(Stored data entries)
+ + +
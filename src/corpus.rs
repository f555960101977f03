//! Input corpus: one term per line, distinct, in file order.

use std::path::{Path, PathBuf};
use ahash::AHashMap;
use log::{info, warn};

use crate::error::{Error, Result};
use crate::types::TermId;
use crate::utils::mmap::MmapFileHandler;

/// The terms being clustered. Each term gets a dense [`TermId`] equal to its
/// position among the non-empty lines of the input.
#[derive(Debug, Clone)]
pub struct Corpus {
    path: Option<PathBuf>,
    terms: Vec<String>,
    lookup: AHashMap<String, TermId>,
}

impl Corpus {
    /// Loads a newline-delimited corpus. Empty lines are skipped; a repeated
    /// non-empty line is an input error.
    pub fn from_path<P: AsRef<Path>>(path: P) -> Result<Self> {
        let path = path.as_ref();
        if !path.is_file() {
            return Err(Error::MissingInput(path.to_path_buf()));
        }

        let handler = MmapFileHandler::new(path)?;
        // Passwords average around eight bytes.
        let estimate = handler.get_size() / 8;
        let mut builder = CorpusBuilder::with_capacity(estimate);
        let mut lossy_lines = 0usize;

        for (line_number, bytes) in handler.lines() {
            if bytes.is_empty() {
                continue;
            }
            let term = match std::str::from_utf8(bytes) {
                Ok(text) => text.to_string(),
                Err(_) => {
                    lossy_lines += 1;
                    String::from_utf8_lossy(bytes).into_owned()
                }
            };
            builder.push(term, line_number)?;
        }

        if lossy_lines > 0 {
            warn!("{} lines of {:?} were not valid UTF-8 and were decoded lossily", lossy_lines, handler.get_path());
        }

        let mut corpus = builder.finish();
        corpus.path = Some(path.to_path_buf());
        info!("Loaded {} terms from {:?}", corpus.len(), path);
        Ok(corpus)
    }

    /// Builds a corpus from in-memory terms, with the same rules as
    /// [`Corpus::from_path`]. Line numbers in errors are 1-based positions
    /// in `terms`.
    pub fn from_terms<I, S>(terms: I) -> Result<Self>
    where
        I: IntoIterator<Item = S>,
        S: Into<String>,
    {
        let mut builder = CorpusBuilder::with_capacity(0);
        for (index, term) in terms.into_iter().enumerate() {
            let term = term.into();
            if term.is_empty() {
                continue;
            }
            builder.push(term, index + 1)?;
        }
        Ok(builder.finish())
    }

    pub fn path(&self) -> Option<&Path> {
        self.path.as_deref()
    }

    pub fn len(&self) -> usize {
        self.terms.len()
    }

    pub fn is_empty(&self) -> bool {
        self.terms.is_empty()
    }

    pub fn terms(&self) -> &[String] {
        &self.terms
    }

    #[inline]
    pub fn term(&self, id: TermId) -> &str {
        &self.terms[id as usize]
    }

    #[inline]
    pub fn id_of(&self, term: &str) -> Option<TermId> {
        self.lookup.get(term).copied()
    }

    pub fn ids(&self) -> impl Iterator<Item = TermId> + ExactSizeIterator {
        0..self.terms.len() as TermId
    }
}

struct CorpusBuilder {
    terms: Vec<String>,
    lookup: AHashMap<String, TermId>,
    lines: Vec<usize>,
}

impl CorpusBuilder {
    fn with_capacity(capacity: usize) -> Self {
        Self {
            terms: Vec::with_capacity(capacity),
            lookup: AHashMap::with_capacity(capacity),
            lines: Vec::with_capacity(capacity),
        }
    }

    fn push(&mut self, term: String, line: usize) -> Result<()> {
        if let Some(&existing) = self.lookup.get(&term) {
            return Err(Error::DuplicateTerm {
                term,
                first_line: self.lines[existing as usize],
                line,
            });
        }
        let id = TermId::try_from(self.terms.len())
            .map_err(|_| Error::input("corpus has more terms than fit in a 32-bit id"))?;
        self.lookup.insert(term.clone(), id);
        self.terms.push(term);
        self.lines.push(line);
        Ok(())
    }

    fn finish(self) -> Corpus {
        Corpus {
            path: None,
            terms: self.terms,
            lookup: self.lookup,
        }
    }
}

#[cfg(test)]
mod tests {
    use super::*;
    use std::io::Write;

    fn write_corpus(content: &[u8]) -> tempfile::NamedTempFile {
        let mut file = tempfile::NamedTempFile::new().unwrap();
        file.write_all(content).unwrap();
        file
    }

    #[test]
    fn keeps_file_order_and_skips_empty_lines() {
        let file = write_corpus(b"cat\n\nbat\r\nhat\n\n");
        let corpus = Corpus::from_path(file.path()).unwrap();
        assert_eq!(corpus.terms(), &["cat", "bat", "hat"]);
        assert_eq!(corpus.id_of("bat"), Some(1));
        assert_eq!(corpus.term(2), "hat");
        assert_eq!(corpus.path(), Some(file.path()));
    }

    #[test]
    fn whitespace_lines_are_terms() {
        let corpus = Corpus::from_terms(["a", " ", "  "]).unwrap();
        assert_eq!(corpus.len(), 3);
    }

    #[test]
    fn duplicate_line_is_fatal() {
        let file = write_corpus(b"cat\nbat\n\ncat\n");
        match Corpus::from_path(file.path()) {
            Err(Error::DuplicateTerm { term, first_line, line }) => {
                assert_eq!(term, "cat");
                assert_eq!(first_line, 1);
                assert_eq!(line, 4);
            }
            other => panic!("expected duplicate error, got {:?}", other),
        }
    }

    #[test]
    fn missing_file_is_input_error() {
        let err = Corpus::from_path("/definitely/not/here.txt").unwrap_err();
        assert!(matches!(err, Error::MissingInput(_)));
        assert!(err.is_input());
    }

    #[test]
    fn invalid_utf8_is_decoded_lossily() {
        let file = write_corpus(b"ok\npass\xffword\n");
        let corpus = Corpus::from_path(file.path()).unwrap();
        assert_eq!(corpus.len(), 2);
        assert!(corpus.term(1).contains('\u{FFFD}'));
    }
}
+ + +
What the task requires: Check each line above for the string "MissingInput" and show the ones that have it.

Answer area:
            return Err(Error::MissingInput(path.to_path_buf()));
        assert!(matches!(err, Error::MissingInput(_)));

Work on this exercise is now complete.